## Requirement:
Begin with the first line of the entries below and reproduce each line exactly, ending with the line that holds "use futures::stream::BoxStream;".

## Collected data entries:
——————

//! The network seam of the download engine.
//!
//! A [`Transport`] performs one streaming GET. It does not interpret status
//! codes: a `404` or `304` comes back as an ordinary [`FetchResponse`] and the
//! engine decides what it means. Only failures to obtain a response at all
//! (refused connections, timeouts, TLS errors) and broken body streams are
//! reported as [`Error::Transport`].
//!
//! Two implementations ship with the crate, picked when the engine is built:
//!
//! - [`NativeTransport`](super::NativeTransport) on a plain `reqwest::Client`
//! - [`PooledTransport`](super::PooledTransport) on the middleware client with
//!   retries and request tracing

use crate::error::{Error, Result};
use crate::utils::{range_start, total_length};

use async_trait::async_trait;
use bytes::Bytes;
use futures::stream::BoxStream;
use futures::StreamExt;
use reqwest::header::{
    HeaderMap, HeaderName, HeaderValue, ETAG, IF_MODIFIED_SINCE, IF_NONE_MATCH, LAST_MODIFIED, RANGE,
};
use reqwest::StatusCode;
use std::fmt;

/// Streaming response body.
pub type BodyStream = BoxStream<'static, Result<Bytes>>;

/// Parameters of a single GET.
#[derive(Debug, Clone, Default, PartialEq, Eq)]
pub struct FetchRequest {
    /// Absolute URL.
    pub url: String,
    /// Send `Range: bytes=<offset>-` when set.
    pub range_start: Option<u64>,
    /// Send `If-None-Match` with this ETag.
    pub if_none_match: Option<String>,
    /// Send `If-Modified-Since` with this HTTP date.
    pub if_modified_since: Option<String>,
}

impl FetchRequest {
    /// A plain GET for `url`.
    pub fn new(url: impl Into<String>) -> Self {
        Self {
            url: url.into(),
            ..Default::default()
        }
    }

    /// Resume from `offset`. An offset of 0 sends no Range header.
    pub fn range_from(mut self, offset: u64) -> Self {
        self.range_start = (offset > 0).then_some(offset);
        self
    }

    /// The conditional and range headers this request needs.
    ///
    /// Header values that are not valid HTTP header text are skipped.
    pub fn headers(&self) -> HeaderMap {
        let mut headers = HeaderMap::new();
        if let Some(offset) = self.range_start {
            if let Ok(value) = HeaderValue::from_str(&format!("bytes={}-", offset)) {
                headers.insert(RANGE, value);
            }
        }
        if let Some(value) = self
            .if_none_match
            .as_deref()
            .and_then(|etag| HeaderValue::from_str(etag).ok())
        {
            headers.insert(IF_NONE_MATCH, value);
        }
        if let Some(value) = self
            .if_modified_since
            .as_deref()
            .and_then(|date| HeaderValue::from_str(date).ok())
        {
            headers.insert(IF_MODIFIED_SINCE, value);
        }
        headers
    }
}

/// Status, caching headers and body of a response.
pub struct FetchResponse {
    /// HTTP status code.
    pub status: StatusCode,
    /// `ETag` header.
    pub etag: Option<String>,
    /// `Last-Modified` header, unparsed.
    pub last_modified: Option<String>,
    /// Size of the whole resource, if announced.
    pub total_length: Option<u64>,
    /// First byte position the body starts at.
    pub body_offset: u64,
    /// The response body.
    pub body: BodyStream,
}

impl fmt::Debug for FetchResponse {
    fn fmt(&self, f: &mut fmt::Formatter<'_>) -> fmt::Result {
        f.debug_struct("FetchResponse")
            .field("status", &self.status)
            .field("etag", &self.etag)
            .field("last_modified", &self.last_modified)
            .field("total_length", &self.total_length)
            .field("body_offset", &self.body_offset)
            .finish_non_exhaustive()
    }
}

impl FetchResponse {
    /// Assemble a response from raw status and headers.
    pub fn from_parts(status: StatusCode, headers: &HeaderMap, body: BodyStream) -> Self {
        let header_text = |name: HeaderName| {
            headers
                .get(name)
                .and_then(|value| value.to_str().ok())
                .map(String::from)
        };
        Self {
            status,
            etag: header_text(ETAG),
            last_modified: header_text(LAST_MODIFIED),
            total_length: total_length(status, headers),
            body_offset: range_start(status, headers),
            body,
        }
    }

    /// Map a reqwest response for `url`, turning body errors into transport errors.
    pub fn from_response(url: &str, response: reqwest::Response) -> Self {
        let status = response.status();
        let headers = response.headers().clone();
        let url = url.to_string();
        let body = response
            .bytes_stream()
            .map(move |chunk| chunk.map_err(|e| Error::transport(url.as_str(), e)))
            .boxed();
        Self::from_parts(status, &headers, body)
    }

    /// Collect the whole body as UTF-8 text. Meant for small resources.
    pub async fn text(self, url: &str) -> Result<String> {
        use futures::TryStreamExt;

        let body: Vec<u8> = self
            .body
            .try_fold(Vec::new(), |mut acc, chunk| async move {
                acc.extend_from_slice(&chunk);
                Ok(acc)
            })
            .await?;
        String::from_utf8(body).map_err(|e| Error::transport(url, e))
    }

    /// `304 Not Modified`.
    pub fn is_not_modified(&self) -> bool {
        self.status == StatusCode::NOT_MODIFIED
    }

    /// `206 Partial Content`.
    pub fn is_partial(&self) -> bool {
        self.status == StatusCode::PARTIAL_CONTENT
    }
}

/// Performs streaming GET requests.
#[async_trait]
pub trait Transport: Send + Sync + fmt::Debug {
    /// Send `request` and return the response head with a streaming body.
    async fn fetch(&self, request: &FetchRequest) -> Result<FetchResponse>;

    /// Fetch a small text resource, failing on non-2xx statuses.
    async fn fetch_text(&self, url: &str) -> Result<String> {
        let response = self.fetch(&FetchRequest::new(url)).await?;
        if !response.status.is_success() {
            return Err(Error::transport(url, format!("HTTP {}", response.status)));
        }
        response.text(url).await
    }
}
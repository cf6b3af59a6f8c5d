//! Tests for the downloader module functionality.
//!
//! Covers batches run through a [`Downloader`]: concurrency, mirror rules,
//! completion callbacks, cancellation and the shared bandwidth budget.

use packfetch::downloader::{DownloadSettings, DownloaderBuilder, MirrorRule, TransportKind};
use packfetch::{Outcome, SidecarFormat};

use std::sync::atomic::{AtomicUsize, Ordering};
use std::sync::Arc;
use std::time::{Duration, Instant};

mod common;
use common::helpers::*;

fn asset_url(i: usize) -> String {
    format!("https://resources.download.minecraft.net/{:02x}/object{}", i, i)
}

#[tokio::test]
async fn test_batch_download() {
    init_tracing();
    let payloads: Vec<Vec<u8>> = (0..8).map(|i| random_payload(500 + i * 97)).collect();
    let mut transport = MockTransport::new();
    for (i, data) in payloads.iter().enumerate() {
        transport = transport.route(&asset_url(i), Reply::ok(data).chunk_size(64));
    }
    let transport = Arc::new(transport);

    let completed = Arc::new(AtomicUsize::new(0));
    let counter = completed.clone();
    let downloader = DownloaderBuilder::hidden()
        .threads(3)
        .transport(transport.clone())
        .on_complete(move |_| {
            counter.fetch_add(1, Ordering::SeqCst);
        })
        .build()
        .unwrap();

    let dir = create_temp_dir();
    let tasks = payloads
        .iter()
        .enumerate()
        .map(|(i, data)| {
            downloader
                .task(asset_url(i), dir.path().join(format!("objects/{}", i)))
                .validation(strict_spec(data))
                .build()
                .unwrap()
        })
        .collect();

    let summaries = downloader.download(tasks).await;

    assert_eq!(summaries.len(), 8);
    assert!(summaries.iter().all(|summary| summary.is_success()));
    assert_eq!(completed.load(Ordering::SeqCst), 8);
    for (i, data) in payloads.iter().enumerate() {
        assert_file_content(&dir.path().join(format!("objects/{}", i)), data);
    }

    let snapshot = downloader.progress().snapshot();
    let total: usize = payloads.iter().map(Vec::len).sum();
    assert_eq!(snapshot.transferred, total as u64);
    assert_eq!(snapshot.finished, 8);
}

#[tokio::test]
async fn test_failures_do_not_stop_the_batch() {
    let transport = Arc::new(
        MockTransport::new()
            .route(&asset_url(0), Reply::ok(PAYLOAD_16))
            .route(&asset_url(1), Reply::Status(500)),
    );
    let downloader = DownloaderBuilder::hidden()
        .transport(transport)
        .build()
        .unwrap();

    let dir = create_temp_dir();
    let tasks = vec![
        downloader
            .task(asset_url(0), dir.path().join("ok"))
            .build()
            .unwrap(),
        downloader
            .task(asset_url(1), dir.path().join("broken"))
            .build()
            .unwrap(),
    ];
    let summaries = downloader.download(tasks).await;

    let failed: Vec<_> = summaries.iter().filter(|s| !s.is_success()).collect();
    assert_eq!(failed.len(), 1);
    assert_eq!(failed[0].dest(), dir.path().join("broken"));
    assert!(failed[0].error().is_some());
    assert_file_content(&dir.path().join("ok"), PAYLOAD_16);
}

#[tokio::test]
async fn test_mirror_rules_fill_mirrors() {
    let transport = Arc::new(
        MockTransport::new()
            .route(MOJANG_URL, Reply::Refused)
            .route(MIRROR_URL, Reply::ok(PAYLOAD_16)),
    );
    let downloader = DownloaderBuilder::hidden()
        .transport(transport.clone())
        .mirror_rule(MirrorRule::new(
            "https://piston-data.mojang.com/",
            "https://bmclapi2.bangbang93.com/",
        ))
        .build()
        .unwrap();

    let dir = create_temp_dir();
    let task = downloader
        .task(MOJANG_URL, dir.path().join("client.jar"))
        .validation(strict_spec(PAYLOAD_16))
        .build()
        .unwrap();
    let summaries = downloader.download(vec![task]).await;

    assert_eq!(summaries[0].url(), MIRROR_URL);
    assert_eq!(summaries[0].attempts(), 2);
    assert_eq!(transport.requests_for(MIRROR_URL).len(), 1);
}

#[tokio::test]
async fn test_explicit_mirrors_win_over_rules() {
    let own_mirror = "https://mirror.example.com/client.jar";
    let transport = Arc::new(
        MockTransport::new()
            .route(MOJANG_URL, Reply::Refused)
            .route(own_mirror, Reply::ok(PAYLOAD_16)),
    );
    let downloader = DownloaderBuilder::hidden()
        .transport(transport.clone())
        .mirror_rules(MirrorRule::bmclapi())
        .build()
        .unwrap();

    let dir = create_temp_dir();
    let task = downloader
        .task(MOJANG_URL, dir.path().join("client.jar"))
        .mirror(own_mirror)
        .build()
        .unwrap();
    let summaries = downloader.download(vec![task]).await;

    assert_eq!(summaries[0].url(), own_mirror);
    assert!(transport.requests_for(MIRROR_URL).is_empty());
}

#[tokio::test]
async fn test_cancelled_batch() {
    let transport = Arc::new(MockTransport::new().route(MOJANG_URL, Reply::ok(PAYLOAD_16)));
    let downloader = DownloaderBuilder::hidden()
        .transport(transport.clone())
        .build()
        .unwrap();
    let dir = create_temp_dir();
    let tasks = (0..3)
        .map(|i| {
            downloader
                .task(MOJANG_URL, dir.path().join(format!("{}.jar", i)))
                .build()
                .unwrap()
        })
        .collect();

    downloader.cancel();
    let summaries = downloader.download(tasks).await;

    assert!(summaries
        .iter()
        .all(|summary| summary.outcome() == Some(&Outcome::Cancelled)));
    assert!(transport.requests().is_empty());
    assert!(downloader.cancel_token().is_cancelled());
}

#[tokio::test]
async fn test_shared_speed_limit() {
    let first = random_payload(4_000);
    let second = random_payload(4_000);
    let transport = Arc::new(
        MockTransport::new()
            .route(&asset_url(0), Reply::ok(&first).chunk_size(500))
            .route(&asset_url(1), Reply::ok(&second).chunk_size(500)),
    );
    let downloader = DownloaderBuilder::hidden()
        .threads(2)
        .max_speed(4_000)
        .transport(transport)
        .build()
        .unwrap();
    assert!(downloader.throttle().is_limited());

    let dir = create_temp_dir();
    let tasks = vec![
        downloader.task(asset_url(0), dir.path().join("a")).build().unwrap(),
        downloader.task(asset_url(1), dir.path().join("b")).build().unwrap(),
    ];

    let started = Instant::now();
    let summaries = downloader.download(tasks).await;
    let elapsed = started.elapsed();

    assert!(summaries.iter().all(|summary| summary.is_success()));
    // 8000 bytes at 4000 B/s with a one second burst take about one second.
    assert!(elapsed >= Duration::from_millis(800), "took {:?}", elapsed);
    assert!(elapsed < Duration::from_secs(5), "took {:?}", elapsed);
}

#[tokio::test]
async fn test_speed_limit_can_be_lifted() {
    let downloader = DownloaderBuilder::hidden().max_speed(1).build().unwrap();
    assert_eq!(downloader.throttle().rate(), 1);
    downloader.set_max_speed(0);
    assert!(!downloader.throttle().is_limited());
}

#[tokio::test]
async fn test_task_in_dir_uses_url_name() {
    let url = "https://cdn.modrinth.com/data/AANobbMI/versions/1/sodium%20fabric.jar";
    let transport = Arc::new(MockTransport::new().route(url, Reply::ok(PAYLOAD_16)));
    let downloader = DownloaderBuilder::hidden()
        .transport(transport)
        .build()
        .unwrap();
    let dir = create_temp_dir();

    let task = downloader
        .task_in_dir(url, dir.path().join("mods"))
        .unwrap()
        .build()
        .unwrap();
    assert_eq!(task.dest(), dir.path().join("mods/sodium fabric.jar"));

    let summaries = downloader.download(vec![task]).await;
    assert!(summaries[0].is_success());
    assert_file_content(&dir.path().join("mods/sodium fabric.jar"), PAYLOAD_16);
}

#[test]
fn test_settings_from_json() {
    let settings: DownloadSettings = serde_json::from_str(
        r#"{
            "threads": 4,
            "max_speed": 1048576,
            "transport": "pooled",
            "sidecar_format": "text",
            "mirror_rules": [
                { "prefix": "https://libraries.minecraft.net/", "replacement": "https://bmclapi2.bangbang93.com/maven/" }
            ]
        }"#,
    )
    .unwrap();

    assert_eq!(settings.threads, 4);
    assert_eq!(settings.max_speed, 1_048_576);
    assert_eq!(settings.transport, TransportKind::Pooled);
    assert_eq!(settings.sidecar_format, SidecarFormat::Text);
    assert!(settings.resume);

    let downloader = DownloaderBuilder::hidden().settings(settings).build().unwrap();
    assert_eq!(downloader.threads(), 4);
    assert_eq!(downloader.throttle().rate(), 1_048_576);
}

——————

## Answer to the exercise:
//! The network seam of the download engine.
//!
//! A [`Transport`] performs one streaming GET. It does not interpret status
//! codes: a `404` or `304` comes back as an ordinary [`FetchResponse`] and the
//! engine decides what it means. Only failures to obtain a response at all
//! (refused connections, timeouts, TLS errors) and broken body streams are
//! reported as [`Error::Transport`].
//!
//! Two implementations ship with the crate, picked when the engine is built:
//!
//! - [`NativeTransport`](super::NativeTransport) on a plain `reqwest::Client`
//! - [`PooledTransport`](super::PooledTransport) on the middleware client with
//!   retries and request tracing

use crate::error::{Error, Result};
use crate::utils::{range_start, total_length};

use async_trait::async_trait;
use bytes::Bytes;
use futures::stream::BoxStream;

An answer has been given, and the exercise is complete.